* **Problem**:
In full and word for word, print the data below.

=== Data supplied ===

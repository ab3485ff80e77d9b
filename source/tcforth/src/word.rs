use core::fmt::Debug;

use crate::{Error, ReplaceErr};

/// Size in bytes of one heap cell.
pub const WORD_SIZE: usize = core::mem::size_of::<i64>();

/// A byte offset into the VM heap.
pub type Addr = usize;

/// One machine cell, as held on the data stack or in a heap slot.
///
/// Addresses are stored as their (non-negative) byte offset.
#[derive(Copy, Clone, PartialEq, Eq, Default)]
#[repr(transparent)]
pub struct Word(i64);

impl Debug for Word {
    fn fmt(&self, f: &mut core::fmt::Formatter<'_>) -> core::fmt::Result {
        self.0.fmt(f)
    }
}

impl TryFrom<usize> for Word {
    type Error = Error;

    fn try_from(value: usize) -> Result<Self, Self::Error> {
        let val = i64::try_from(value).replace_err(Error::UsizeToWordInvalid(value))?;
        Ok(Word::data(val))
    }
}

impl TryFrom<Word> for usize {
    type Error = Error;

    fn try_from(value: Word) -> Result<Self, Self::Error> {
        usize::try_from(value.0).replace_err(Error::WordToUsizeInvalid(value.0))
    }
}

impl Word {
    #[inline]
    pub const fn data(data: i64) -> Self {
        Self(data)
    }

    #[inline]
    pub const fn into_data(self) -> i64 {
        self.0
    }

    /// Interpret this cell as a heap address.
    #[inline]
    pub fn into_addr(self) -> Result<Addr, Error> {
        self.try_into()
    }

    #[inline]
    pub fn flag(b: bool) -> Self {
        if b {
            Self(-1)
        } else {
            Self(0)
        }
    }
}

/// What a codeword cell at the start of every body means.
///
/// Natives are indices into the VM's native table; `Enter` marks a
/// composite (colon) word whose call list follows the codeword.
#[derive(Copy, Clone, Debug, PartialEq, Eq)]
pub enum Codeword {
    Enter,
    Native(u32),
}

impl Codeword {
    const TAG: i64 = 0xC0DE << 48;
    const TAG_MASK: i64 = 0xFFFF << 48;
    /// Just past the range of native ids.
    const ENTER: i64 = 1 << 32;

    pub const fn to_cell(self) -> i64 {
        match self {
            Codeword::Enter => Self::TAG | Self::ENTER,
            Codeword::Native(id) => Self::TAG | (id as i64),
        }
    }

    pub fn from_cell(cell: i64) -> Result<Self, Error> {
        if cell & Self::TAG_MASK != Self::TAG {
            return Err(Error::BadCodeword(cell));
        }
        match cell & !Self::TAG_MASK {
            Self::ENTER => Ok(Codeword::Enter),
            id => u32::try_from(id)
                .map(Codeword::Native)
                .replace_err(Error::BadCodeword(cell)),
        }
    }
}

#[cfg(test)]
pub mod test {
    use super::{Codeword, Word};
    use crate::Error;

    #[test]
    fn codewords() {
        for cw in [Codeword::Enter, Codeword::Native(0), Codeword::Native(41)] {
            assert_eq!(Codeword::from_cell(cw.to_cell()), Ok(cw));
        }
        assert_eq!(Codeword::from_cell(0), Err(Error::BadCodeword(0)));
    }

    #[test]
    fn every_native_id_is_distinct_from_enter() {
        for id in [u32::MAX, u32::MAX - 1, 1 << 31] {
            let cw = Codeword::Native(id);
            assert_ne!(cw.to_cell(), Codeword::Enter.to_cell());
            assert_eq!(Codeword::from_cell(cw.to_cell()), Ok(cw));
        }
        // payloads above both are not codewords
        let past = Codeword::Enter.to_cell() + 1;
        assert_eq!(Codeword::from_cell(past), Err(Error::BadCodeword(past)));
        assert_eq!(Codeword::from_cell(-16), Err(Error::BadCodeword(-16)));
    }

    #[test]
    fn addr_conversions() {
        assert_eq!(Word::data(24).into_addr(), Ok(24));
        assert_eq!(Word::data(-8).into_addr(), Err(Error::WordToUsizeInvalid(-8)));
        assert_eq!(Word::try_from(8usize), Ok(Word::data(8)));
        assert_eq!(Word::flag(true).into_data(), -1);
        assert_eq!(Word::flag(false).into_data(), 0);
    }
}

===

* **Expected answer**:
repository ab3485ff80e77d9b
filename source/tcforth/src/word.rs
use core::fmt::Debug;

use crate::{Error, ReplaceErr};

/// Size in bytes of one heap cell.
pub const WORD_SIZE: usize = core::mem::size_of::<i64>();

/// A byte offset into the VM heap.
pub type Addr = usize;

/// One machine cell, as held on the data stack or in a heap slot.
///
/// Addresses are stored as their (non-negative) byte offset.
#[derive(Copy, Clone, PartialEq, Eq, Default)]
#[repr(transparent)]
pub struct Word(i64);

impl Debug for Word {
    fn fmt(&self, f: &mut core::fmt::Formatter<'_>) -> core::fmt::Result {
        self.0.fmt(f)
    }
}

impl TryFrom<usize> for Word {
    type Error = Error;

    fn try_from(value: usize) -> Result<Self, Self::Error> {
        let val = i64::try_from(value).replace_err(Error::UsizeToWordInvalid(value))?;
        Ok(Word::data(val))
    }
}

impl TryFrom<Word> for usize {
    type Error = Error;

    fn try_from(value: Word) -> Result<Self, Self::Error> {
        usize::try_from(value.0).replace_err(Error::WordToUsizeInvalid(value.0))
    }
}

impl Word {
    #[inline]
    pub const fn data(data: i64) -> Self {
        Self(data)
    }

    #[inline]
    pub const fn into_data(self) -> i64 {
        self.0
    }

    /// Interpret this cell as a heap address.
    #[inline]
    pub fn into_addr(self) -> Result<Addr, Error> {
        self.try_into()
    }

    #[inline]
    pub fn flag(b: bool) -> Self {
        if b {
            Self(-1)
        } else {
            Self(0)
        }
    }
}

/// What a codeword cell at the start of every body means.
///
/// Natives are indices into the VM's native table; `Enter` marks a
/// composite (colon) word whose call list follows the codeword.
#[derive(Copy, Clone, Debug, PartialEq, Eq)]
pub enum Codeword {
    Enter,
    Native(u32),
}

impl Codeword {
    const TAG: i64 = 0xC0DE << 48;
    const TAG_MASK: i64 = 0xFFFF << 48;
    /// Just past the range of native ids.
    const ENTER: i64 = 1 << 32;

    pub const fn to_cell(self) -> i64 {
        match self {
            Codeword::Enter => Self::TAG | Self::ENTER,
            Codeword::Native(id) => Self::TAG | (id as i64),
        }
    }

    pub fn from_cell(cell: i64) -> Result<Self, Error> {
        if cell & Self::TAG_MASK != Self::TAG {
            return Err(Error::BadCodeword(cell));
        }
        match cell & !Self::TAG_MASK {
            Self::ENTER => Ok(Codeword::Enter),
            id => u32::try_from(id)
                .map(Codeword::Native)
                .replace_err(Error::BadCodeword(cell)),
        }
    }
}

#[cfg(test)]
pub mod test {
    use super::{Codeword, Word};
    use crate::Error;

    #[test]
    fn codewords() {
        for cw in [Codeword::Enter, Codeword::Native(0), Codeword::Native(41)] {
            assert_eq!(Codeword::from_cell(cw.to_cell()), Ok(cw));
        }
        assert_eq!(Codeword::from_cell(0), Err(Error::BadCodeword(0)));
    }

    #[test]
    fn every_native_id_is_distinct_from_enter() {
        for id in [u32::MAX, u32::MAX - 1, 1 << 31] {
            let cw = Codeword::Native(id);
            assert_ne!(cw.to_cell(), Codeword::Enter.to_cell());
            assert_eq!(Codeword::from_cell(cw.to_cell()), Ok(cw));
        }
        // payloads above both are not codewords
        let past = Codeword::Enter.to_cell() + 1;
        assert_eq!(Codeword::from_cell(past), Err(Error::BadCodeword(past)));
        assert_eq!(Codeword::from_cell(-16), Err(Error::BadCodeword(-16)));
    }

    #[test]
    fn addr_conversions() {
        assert_eq!(Word::data(24).into_addr(), Ok(24));
        assert_eq!(Word::data(-8).into_addr(), Err(Error::WordToUsizeInvalid(-8)));
        assert_eq!(Word::try_from(8usize), Ok(Word::data(8)));
        assert_eq!(Word::flag(true).into_data(), -1);
        assert_eq!(Word::flag(false).into_data(), 0);
    }
}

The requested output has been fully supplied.